> Exercise aim:
Whenever the word "tokens" turns up in a line below, that line should be copied.
──────── Input records
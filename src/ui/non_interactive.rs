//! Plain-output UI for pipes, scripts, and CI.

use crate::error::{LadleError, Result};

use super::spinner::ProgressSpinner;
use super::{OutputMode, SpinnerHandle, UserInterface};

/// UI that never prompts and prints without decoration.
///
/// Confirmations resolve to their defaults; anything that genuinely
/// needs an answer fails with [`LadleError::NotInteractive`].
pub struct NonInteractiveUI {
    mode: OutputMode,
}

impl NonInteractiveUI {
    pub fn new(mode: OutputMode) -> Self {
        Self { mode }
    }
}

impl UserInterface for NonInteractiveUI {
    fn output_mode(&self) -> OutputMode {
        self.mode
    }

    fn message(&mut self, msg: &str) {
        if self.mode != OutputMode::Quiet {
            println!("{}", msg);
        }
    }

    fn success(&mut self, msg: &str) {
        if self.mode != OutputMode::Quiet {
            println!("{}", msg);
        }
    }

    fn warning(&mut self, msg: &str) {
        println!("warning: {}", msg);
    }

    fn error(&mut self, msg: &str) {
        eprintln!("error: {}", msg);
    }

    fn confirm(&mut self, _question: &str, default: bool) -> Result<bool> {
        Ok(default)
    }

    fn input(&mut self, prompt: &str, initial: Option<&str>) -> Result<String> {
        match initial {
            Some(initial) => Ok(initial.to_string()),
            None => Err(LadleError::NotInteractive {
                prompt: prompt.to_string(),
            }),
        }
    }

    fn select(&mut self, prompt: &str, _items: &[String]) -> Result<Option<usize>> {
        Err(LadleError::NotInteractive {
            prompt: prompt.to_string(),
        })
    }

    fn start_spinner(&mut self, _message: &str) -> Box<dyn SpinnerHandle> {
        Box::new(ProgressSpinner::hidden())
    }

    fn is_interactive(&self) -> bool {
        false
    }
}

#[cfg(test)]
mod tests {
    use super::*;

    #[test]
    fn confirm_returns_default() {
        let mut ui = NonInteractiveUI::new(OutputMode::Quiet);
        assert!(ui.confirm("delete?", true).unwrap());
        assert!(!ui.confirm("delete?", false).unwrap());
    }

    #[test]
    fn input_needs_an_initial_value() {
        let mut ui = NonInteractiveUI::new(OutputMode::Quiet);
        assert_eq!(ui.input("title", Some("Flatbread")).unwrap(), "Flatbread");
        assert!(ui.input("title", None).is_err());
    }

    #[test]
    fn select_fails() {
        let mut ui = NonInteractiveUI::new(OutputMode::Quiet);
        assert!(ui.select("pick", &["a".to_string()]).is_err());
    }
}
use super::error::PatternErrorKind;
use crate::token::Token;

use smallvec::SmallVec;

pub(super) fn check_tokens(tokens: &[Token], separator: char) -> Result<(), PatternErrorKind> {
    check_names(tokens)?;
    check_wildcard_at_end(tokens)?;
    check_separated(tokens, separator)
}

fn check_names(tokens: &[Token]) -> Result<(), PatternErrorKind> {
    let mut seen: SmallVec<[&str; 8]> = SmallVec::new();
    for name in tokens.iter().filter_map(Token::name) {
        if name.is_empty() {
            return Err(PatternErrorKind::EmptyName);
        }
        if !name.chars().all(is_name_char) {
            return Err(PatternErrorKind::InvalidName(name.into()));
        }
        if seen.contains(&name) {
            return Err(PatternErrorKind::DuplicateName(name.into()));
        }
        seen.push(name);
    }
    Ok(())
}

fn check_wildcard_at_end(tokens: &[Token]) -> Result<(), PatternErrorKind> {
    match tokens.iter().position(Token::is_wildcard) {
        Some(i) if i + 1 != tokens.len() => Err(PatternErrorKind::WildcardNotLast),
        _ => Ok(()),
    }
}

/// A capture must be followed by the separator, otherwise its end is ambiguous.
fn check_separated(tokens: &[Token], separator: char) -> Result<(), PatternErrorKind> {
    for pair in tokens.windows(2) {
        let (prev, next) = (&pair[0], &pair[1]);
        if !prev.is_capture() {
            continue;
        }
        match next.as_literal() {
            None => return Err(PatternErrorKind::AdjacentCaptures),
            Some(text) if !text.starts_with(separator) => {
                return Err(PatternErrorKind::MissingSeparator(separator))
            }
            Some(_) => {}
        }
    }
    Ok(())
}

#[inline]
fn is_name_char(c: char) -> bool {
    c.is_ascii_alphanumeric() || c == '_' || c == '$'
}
────────────────
> Task result:
pub(super) fn check_tokens(tokens: &[Token], separator: char) -> Result<(), PatternErrorKind> {
    check_names(tokens)?;
    check_wildcard_at_end(tokens)?;
    check_separated(tokens, separator)
fn check_names(tokens: &[Token]) -> Result<(), PatternErrorKind> {
    for name in tokens.iter().filter_map(Token::name) {
fn check_wildcard_at_end(tokens: &[Token]) -> Result<(), PatternErrorKind> {
    match tokens.iter().position(Token::is_wildcard) {
        Some(i) if i + 1 != tokens.len() => Err(PatternErrorKind::WildcardNotLast),
fn check_separated(tokens: &[Token], separator: char) -> Result<(), PatternErrorKind> {
    for pair in tokens.windows(2) {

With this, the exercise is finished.